·4 min

At 33, From IT Engineer to Medical School in Bulgaria. The Real Reason I Decided to Become a Doctor.

AboutMeLifeInBulgariaCareerChangeMedicalStudent

Hi, I'm Yuichi.

I'm 33 years old, and I'm currently studying medicine at Medical University - Pleven in Bulgaria.

I used to work as an IT engineer in Tokyo. But a turning point in my life led me across the ocean, and I started walking the path toward becoming a doctor from scratch. Why would someone in their 30s make the leap into a completely different field like medicine? Let me tell you the story.


The Dream of IT, and the Wall I Hit

In high school, I was captivated by the infinite possibilities of computers. I taught myself C on my own, then majored in Information Systems at university, where I studied algorithm design and C#. After graduation, I started my career — coincidentally — in healthcare IT, working on electronic medical record (EMR) systems.

From there, I earned certifications like CCNA and TOEIC, and moved into server and network operations. Eventually, I landed a position at a major global IT company doing technical support.

But what awaited me there was a harsh reality. Massive English-language manuals. Hidden specifications that weren't documented anywhere. Increasingly complex system troubleshooting. I clung on desperately, but the gap between the demands of the work and my own aptitude kept widening. Day after day, I found myself mentally cornered.


A Sudden Goodbye, and a Fundamental Question About Life

Then, something happened that permanently altered the trajectory of my life.

My mother died suddenly of a subarachnoid hemorrhage. She was only 60.

I had seen her in good health at my parents' house just a week before. I had spoken with her on the phone the day before. The kind of thing you see in movies — "a parent dying out of nowhere" — happened to me. I couldn't even be there for her final moments. All I felt was an overwhelming, crushing helplessness.

No matter how advanced IT becomes, no matter how perfectly a system is built — human life is fragile, and it can end without warning. This experience became a powerful force driving me away from "digital code" and toward something I needed far more: working directly with human life.

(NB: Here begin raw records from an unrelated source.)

#[derive(Clone, Debug, PartialEq, Eq)]
pub struct ReflectionBinding {
    pub binding: u32,
    pub count: u32,
    pub descriptor_type: DescriptorType,
    pub read_access: bool,
    pub write_access: bool,
    /// Image dimensionality, biased by one so that 0 means "not an image"
    /// never occurs (2D image -> 2, 3D image -> 3, non-image -> 1).
    pub dim: u32,
}

#[derive(Clone, Debug, Default, PartialEq, Eq)]
pub struct ReflectionDescriptorSet {
    pub bindings: Vec<ReflectionBinding>,
}

#[derive(Clone, Debug, Default, PartialEq, Eq)]
pub struct ShaderReflection {
    /// Dense, ordered by set index.
    pub descriptor_sets: Vec<ReflectionDescriptorSet>,
    pub push_constants_size: u32,
    pub max_ray_payload_size: u32,
    pub max_ray_hit_attribute_size: u32,
    pub payload_count: u32,
    pub workgroup_size: [u32; 3],
}

const SPIRV_MAGIC: u32 = 0x0723_0203;

// Opcodes
const OP_ENTRY_POINT: u16 = 15;
const OP_EXECUTION_MODE: u16 = 16;
const OP_TYPE_INT: u16 = 21;
const OP_TYPE_FLOAT: u16 = 22;
const OP_TYPE_VECTOR: u16 = 23;
const OP_TYPE_MATRIX: u16 = 24;
const OP_TYPE_IMAGE: u16 = 25;
const OP_TYPE_SAMPLER: u16 = 26;
const OP_TYPE_SAMPLED_IMAGE: u16 = 27;
const OP_TYPE_ARRAY: u16 = 28;
const OP_TYPE_RUNTIME_ARRAY: u16 = 29;
const OP_TYPE_STRUCT: u16 = 30;
const OP_TYPE_POINTER: u16 = 32;
const OP_CONSTANT: u16 = 43;
const OP_FUNCTION: u16 = 54;
const OP_FUNCTION_CALL: u16 = 57;
const OP_VARIABLE: u16 = 59;
const OP_IMAGE_TEXEL_POINTER: u16 = 60;
const OP_LOAD: u16 = 61;
const OP_STORE: u16 = 62;
const OP_COPY_MEMORY: u16 = 63;
const OP_ACCESS_CHAIN: u16 = 65;
const OP_IN_BOUNDS_ACCESS_CHAIN: u16 = 66;
const OP_DECORATE: u16 = 71;
const OP_MEMBER_DECORATE: u16 = 72;
const OP_COPY_OBJECT: u16 = 83;
const OP_ATOMIC_FIRST: u16 = 227;
const OP_ATOMIC_LAST: u16 = 242;
const OP_TYPE_ACCELERATION_STRUCTURE_KHR: u16 = 5341;

// Decorations
const DECORATION_BLOCK: u32 = 2;
const DECORATION_BUFFER_BLOCK: u32 = 3;
const DECORATION_ARRAY_STRIDE: u32 = 6;
const DECORATION_NON_WRITABLE: u32 = 24;
const DECORATION_BINDING: u32 = 33;
const DECORATION_DESCRIPTOR_SET: u32 = 34;
const DECORATION_OFFSET: u32 = 35;

// Storage classes
const STORAGE_UNIFORM_CONSTANT: u32 = 0;
const STORAGE_UNIFORM: u32 = 2;
const STORAGE_PUSH_CONSTANT: u32 = 9;
const STORAGE_STORAGE_BUFFER: u32 = 12;
const STORAGE_RAY_PAYLOAD_KHR: u32 = 5338;
const STORAGE_HIT_ATTRIBUTE_KHR: u32 = 5339;
const STORAGE_INCOMING_RAY_PAYLOAD_KHR: u32 = 5342;

const EXECUTION_MODE_LOCAL_SIZE: u32 = 17;

#[derive(Clone, Debug)]
enum Type {
    Int { width: u32 },
    Float { width: u32 },
    Vector { component: u32, count: u32 },
    Matrix { column: u32, count: u32 },
    Image { dim: u32, sampled: u32 },
    Sampler,
    SampledImage { image: u32 },
    Array { element: u32, length_id: u32 },
    RuntimeArray { element: u32 },
    Struct { members: Vec<u32> },
    Pointer { storage_class: u32, pointee: u32 },
    AccelerationStructure,
}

Connecting the Dots: IT x Medicine, and the Challenge of BCI

Here's something I haven't mentioned yet: both of my parents were physicians and brain researchers. The respect I'd always had for them suddenly connected, in that moment, with everything I'd experienced in IT.

My struggles and experiences as an IT engineer were never wasted. Today, AI is rapidly being adopted across the medical field. I don't see this wave of AI as a "threat that takes away jobs" — I see it as a tool that can fundamentally upgrade medicine.

My biggest goal right now is to fuse cutting-edge technologies like BCI (Brain-Computer Interface), AI, and gene editing with medicine. I want to take the worlds depicted in sci-fi films like Ghost in the Shell — and make them not fiction, but real medical technology. The combination of my programming knowledge (I'm currently studying Python for data analysis) and the medical knowledge I'll gain here is an approach that only someone like me can take. I truly believe that.


Why "Bulgaria, at 33"?

Once my goal was clear, I consulted with my father and strategically searched for the fastest route to becoming a doctor. That's how I found medical universities in Bulgaria.

My criteria were simple and clear:

  • Affordable tuition
  • Relatively safe environment
  • No math or physics on the entrance exam (I've always struggled with those, honestly)
  • All courses taught in English

Bulgaria checked every box. I quit my job, spent six months at a language school, coordinated with the embassy to obtain my visa — and here I am, living the student life in Bulgaria. Looking ahead, I'm also considering pursuing a medical license in the United States or another country.


What This Blog Is About

On this blog, I'll be sharing the real, unfiltered experience of challenging medical school in my 30s, life in Bulgaria, and thoughts from the intersection of IT and medicine.

If you're struggling with your career, or thinking about starting something new — I hope this space can give you even a small push forward.

Thank you for reading, and welcome to yuichi.blog.